— The problem —
If a line includes "towards", copy it out of the entries.
### Records supplied
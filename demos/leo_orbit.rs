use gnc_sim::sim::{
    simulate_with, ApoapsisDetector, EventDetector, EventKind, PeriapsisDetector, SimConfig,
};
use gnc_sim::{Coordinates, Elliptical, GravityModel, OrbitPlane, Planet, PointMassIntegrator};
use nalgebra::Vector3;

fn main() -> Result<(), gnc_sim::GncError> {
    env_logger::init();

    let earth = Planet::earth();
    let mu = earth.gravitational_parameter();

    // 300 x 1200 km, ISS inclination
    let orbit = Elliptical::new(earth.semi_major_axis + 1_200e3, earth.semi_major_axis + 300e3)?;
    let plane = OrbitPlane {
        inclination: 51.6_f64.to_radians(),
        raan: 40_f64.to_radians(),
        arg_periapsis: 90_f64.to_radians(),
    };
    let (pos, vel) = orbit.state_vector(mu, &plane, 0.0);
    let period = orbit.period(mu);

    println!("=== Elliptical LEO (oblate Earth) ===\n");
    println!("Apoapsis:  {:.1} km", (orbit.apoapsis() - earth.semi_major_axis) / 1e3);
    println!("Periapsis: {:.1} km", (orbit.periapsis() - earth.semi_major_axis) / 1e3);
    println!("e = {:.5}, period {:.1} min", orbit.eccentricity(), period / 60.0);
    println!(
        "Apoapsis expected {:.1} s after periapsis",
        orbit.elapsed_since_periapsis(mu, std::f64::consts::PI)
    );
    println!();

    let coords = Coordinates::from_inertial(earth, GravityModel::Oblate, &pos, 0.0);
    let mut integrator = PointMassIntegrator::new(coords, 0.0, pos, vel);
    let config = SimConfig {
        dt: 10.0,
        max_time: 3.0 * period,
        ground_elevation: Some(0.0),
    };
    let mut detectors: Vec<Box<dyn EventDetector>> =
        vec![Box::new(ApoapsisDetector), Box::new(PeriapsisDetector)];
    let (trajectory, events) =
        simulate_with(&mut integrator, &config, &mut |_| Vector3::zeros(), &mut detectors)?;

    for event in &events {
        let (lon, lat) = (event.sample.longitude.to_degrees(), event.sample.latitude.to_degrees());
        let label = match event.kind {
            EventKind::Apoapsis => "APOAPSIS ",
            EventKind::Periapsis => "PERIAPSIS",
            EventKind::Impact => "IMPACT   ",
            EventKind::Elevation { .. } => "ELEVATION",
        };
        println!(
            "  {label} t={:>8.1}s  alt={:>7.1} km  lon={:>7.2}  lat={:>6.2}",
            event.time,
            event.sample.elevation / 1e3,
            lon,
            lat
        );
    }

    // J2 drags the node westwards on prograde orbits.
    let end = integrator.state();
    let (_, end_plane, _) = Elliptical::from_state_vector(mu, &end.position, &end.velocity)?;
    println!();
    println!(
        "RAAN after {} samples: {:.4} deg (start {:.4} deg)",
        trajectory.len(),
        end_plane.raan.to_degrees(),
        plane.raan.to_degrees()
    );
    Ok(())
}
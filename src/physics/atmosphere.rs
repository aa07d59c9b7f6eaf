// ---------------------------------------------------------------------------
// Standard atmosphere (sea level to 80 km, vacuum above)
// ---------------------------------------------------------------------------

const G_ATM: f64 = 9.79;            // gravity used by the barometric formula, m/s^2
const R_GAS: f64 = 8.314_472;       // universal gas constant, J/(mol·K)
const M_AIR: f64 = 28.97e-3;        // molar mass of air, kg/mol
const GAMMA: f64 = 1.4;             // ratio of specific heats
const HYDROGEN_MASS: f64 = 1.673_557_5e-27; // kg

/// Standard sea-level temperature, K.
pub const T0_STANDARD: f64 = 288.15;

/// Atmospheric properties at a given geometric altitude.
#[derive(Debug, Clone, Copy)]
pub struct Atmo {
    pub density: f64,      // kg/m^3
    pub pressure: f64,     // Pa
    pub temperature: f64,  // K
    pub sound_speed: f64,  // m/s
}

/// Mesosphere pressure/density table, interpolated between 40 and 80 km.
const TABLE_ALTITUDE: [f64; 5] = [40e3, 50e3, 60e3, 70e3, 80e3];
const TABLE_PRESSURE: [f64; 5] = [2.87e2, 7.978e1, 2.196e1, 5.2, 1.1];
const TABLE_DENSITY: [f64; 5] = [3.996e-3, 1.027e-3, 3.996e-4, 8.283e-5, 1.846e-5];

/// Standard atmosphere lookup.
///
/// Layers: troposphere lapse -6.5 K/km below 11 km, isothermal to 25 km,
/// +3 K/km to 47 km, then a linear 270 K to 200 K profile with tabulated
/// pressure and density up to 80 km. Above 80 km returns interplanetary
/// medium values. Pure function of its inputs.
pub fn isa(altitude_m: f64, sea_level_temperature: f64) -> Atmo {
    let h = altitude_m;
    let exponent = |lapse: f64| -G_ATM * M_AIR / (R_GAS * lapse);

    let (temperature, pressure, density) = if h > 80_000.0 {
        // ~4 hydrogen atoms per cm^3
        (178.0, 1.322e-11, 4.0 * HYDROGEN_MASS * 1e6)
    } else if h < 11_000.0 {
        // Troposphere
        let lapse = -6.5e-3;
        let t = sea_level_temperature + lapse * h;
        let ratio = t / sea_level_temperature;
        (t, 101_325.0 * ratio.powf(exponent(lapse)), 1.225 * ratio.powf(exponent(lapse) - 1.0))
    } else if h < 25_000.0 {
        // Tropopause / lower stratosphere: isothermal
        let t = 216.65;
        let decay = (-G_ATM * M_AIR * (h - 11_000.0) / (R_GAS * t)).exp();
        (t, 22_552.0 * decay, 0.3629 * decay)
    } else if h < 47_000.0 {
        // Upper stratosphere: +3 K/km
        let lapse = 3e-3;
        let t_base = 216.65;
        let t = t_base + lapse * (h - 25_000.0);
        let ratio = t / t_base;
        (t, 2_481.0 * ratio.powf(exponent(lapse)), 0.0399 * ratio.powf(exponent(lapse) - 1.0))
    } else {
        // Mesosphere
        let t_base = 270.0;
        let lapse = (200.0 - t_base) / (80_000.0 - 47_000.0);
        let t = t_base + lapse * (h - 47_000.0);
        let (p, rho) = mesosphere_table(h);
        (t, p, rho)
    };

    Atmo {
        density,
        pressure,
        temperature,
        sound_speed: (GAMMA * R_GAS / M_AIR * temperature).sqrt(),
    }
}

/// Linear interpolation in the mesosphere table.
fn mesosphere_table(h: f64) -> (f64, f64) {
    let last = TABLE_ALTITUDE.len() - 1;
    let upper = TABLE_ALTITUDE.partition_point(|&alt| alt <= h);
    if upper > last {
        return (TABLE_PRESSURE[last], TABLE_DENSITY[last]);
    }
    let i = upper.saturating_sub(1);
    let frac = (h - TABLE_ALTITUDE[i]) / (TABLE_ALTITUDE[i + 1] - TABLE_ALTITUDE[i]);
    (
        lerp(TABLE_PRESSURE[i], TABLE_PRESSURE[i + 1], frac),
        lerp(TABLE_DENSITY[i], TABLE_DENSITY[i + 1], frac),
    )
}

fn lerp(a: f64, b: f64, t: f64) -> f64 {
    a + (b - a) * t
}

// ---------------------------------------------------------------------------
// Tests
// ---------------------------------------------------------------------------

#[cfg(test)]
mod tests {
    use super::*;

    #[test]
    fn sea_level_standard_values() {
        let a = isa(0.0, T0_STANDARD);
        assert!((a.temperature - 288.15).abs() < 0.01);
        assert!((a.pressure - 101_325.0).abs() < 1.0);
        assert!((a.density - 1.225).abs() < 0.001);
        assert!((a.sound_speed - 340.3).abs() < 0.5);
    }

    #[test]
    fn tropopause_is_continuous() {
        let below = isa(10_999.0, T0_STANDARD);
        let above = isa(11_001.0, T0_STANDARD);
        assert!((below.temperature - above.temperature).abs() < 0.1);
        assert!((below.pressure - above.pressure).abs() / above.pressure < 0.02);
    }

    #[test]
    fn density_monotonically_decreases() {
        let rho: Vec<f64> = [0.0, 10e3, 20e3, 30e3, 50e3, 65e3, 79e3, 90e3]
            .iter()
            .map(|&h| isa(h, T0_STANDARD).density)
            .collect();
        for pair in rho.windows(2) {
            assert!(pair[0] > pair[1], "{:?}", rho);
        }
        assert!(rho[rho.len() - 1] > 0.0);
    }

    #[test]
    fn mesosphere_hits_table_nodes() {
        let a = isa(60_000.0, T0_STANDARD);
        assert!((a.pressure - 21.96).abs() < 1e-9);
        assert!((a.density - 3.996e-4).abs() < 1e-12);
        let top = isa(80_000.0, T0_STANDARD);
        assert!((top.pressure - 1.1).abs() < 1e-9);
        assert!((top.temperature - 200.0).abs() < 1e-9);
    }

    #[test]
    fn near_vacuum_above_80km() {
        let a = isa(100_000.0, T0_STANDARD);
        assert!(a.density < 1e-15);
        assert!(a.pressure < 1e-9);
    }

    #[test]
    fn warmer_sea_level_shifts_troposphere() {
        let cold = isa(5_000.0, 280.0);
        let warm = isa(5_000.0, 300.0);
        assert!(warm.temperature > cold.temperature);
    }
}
######
### Records supplied
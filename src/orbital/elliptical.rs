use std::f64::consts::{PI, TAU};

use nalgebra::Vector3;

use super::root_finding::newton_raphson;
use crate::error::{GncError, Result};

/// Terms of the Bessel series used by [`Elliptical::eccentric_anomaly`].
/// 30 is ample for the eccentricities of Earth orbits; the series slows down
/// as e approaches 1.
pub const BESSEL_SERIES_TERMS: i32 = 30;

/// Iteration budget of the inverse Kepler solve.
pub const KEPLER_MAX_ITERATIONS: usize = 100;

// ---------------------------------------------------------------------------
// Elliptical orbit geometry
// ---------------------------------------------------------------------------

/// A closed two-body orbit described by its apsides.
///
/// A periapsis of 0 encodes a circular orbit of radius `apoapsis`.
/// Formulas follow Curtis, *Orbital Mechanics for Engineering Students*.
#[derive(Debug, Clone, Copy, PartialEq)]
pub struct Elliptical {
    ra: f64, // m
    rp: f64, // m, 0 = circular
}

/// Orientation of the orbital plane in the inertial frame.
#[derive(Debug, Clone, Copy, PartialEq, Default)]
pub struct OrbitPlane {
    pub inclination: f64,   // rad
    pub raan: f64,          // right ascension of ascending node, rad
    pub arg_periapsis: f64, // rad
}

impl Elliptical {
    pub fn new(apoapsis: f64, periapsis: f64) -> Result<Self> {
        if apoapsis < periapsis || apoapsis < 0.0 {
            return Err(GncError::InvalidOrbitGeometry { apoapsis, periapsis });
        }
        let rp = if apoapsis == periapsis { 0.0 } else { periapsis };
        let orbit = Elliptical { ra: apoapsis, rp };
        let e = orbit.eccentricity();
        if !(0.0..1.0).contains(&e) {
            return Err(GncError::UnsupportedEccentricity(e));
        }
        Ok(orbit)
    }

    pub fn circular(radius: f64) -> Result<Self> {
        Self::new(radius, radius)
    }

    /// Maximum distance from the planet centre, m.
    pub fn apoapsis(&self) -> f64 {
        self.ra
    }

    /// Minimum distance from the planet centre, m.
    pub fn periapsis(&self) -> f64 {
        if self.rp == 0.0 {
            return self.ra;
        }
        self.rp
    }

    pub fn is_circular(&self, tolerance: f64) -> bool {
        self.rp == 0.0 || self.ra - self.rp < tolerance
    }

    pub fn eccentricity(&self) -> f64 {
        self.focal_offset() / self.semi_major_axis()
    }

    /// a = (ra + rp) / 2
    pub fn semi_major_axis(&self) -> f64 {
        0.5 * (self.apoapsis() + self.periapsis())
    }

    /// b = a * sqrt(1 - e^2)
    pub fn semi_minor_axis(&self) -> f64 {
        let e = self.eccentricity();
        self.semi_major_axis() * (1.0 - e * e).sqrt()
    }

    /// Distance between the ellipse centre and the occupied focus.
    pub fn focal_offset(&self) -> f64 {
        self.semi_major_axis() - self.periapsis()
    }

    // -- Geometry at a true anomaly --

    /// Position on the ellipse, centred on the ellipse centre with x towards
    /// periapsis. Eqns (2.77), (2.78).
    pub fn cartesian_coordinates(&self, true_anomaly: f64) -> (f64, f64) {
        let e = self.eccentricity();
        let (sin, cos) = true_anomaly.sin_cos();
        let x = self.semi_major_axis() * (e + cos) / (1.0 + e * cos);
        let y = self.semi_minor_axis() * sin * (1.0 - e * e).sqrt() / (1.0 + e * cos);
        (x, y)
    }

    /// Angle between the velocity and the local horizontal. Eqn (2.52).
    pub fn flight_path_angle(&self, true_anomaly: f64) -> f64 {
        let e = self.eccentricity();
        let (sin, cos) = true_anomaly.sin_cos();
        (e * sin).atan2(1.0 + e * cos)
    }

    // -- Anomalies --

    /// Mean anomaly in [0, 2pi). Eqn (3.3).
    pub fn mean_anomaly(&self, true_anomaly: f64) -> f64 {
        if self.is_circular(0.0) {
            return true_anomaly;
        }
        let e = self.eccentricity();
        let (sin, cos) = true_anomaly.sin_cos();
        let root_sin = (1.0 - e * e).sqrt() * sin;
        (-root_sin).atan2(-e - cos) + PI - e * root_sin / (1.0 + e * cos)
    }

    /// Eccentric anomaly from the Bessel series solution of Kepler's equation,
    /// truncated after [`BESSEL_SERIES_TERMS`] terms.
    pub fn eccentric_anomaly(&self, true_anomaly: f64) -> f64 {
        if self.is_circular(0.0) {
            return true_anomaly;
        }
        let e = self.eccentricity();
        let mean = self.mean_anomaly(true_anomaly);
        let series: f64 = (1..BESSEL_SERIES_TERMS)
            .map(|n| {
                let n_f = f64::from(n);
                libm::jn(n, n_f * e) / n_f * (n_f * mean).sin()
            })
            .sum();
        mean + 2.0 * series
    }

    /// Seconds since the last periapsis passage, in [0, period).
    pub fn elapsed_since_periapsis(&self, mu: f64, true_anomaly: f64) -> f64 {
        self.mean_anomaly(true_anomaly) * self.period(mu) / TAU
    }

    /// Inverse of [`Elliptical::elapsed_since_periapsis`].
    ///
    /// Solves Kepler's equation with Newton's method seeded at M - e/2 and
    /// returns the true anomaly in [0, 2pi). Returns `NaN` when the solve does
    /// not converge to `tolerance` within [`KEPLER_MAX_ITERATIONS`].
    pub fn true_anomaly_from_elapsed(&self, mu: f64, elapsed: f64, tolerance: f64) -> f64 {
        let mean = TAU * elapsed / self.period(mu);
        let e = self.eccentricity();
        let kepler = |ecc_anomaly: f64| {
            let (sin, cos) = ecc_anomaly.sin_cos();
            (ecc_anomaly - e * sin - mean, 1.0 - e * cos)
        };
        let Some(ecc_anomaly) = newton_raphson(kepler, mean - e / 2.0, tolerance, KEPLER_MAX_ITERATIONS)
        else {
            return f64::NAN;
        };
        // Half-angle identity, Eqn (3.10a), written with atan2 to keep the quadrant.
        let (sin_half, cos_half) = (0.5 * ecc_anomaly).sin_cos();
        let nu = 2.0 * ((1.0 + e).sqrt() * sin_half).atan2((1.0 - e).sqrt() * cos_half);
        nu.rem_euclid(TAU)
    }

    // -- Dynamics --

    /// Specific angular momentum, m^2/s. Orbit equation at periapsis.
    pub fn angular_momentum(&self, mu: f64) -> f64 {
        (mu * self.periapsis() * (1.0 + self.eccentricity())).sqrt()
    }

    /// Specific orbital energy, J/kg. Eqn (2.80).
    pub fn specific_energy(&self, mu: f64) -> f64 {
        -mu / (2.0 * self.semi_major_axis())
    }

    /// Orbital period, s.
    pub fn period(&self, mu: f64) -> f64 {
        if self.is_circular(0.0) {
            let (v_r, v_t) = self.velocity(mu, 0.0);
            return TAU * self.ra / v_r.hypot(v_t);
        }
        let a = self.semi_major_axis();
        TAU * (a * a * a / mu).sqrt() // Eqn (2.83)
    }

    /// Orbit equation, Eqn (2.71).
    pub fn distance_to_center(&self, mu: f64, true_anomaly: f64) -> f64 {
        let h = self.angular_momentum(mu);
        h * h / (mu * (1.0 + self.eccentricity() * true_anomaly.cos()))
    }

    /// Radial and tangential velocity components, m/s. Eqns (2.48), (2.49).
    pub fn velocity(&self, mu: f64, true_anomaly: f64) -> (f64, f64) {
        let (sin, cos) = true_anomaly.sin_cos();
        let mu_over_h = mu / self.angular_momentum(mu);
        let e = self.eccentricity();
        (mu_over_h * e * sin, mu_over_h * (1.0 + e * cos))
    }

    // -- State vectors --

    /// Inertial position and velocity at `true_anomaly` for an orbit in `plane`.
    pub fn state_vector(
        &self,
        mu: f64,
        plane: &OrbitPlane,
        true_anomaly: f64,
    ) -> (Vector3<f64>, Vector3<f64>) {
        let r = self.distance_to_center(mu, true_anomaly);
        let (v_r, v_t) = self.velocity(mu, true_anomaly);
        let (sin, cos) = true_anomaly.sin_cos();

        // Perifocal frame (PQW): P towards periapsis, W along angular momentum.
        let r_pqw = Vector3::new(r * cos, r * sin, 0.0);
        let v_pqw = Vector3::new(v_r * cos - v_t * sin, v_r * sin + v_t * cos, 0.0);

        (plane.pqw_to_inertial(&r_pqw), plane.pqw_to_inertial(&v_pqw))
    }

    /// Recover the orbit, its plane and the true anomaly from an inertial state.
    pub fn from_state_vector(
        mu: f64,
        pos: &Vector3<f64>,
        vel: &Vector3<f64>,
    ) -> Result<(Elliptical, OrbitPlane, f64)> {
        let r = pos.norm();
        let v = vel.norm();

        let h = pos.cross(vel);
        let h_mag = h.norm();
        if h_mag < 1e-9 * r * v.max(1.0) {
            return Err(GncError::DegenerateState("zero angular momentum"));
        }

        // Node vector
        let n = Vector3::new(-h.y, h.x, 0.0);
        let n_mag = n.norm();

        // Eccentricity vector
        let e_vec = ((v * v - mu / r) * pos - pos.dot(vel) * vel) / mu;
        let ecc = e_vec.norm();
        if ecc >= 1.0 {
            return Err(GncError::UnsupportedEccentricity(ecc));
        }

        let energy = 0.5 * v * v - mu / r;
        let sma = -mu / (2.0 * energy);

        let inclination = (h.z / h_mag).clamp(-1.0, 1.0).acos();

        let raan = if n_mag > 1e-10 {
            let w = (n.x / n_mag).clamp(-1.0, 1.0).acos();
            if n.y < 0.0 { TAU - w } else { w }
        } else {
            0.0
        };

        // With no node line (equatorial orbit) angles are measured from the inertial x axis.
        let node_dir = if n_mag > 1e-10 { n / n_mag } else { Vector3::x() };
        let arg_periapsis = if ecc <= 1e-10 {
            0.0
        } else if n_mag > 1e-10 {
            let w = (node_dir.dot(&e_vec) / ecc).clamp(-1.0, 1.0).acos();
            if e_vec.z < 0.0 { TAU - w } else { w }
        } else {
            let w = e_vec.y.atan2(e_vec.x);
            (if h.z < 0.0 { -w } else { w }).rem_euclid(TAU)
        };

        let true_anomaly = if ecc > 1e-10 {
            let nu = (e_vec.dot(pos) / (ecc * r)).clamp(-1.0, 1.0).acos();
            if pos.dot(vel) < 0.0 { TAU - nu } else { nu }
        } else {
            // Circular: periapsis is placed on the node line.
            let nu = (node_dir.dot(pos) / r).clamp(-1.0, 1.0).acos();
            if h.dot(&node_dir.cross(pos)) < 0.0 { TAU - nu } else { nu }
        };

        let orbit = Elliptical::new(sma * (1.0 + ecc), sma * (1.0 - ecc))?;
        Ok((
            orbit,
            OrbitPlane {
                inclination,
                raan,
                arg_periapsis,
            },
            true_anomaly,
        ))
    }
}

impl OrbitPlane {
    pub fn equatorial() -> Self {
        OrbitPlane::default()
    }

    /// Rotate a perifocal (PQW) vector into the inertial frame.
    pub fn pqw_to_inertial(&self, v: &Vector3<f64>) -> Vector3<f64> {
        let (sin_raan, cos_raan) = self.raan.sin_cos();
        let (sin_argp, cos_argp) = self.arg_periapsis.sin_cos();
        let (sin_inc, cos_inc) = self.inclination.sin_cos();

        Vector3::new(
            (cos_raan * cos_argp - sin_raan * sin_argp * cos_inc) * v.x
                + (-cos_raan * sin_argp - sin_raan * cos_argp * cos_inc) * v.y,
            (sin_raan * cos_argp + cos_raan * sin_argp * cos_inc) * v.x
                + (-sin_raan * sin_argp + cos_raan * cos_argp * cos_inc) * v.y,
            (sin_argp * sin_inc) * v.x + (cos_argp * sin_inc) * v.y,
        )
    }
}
######
— The completed task —
    /// Position on the ellipse, centred on the ellipse centre with x towards
        // Perifocal frame (PQW): P towards periapsis, W along angular momentum.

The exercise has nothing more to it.